Add Conditional Access support to Microsoft App Access Panel / MyApps
To allow us to create a blanket policy and then exclude the MyApps site from the Conditional Access Policy.
We can then allow customers to login and use the MyApps site as a launch pad to all their services whilst being very specific about what apps require additional compliance.
Bump.... pretty please?
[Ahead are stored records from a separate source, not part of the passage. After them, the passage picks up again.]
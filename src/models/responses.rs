use serde::{Deserialize, Serialize};
use serde_json::{Map, Value};

/// Result of a repository search
#[derive(Debug, Clone, PartialEq, Serialize, Deserialize)]
pub struct EntitySearchResult<T> {
    pub total: u64,
    #[serde(default)]
    pub aggregations: Map<String, Value>,
    pub elements: Vec<T>,
}

impl<T> EntitySearchResult<T> {
    pub fn new(total: u64, elements: Vec<T>) -> Self {
        Self {
            total,
            aggregations: Map::new(),
            elements,
        }
    }
}

/// Response body of the blog listing route
#[derive(Debug, Clone, PartialEq, Serialize, Deserialize)]
pub struct BlogRouteResponse<T> {
    #[serde(flatten)]
    pub result: EntitySearchResult<T>,
    #[serde(rename = "apiAlias")]
    pub api_alias: String,
}

impl<T> BlogRouteResponse<T> {
    pub fn new(result: EntitySearchResult<T>) -> Self {
        Self {
            result,
            api_alias: "dal_entity_search_result".to_string(),
        }
    }
}

/// Health check response
#[derive(Debug, Clone, Serialize, Deserialize)]
pub struct HealthResponse {
    pub status: String,
    pub version: String,
    pub timestamp: chrono::DateTime<chrono::Utc>,
}

/// Error response
#[derive(Debug, Clone, Serialize, Deserialize)]
pub struct ErrorResponse {
    pub error: String,
    pub message: String,
    pub status_code: u16,
}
Asking nicely.....
Similar requests have been made, also @ https://feedback.azure.com/forums/169401-azure-active-directory/suggestions/19738183-support-conditional-access-for-myapps-microsoft-co
Unfortunately MS doesn't feel the urgency to add this yet.
Arjun M commented
Microsoft should allow Conditional Access Support to Microsoft App Access Panel.
Effectively, if you want to restrict apps in an 'Allow Only' policy, you have to sacrifice security to achieve it! this is unacceptable in 2020.
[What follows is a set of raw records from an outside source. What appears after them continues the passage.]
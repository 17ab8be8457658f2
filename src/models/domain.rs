use chrono::{DateTime, Utc};
use serde::{Deserialize, Serialize};
use uuid::Uuid;

/// Blog entry as exposed by the Store API
#[derive(Debug, Clone, PartialEq, Serialize, Deserialize)]
#[serde(rename_all = "camelCase")]
pub struct BlogEntry {
    pub id: Uuid,
    pub title: String,
    pub slug: String,
    #[serde(default)]
    pub teaser: Option<String>,
    #[serde(default)]
    pub content: Option<String>,
    pub active: bool,
    #[serde(default)]
    pub published_at: Option<DateTime<Utc>>,
    #[serde(default)]
    pub author_id: Option<Uuid>,
    /// Loaded only when the `blogAuthor` association is requested
    #[serde(default, skip_serializing_if = "Option::is_none")]
    pub blog_author: Option<BlogAuthor>,
    /// Loaded only when the `blogCategories` association is requested
    #[serde(default, skip_serializing_if = "Option::is_none")]
    pub blog_categories: Option<Vec<BlogCategory>>,
}

#[derive(Debug, Clone, PartialEq, Serialize, Deserialize)]
#[serde(rename_all = "camelCase")]
pub struct BlogAuthor {
    pub id: Uuid,
    pub first_name: String,
    pub last_name: String,
    #[serde(default)]
    pub display_name: Option<String>,
    #[serde(default)]
    pub salutation_id: Option<Uuid>,
    #[serde(default, skip_serializing_if = "Option::is_none")]
    pub salutation: Option<Salutation>,
}

#[derive(Debug, Clone, PartialEq, Serialize, Deserialize)]
#[serde(rename_all = "camelCase")]
pub struct Salutation {
    pub id: Uuid,
    pub salutation_key: String,
    #[serde(default)]
    pub display_name: Option<String>,
    #[serde(default)]
    pub letter_name: Option<String>,
}

#[derive(Debug, Clone, PartialEq, Serialize, Deserialize)]
#[serde(rename_all = "camelCase")]
pub struct BlogCategory {
    pub id: Uuid,
    #[serde(default)]
    pub parent_id: Option<Uuid>,
    pub name: String,
}

/// Per-request storefront context
///
/// Resolved from the Store API headers before the route runs.
#[derive(Debug, Clone, PartialEq, Eq)]
pub struct SalesChannelContext {
    pub sales_channel_id: Uuid,
    pub language_id: Uuid,
    /// Sales channel language, used where `language_id` has no translation
    pub default_language_id: Uuid,
    pub token: String,
}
Goodbye SSPR, MFA, My Profile pages of AzureAD/Office365...…….
Mark Simone commented
Any updates from Microsoft on this?
I am certain this is a bigger request than the count of votes on this uservoice item.
Mark DePalma commented
THE WORST part about this is if a user does an IdP-initiated SAML login using the direct 'User Access URL' the user still hits the app access panel during Conditional Access. This is a HUGE issue for us because our catch-all is requiring users to do MFA twice for some applications. In my opinion the 'User Access URL' SHOULD NOT be considered a hit on the app access panel because you are going directly to the app and you are not going into the panel at all.
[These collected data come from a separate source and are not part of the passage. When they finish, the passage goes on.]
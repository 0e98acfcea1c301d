//! HTTP middleware stack for storefront.
//!
//! # Middleware Order (bottom to top in Router)
//!
//! 1. Sentry layer (capture errors)
//! 2. `TraceLayer` (request tracing)
//! 3. Request ID (add unique ID to each request)
//! 4. Session layer (tower-sessions with in-memory store)
//! 5. Security headers (CSP, frame denial, etc.)
//!
//! Extractors for the signed-in user and the cart read the session that the
//! session layer places in the request extensions.

pub mod auth;
pub mod cart;
pub mod request_id;
pub mod security_headers;
pub mod session;

pub use auth::OptionalAuth;
pub use cart::SessionCart;
pub use request_id::request_id_middleware;
pub use security_headers::security_headers_middleware;
pub use session::create_session_layer;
Microsoft, when is the app access panel getting added as a CA app?
indeed the aka.ms/mfasetup (old experience)page is not longer blockable with the user action system...
Kyle Dalfrey commented
Would like to have this added to our Default CA policies so that we can have the Included Apps be "All Applications" and the excluded app be the App Access Panel and any other app that we want to exclude from our default CA policy. this way, we do not have to periodically verify we have all our apps accounted for in a CA policy (as we must have by internal policy)
I also request to subject Microsoft App Access Panel (or MyApps) to CA, in order to control the locations/devices from where Azure MFA can be registered.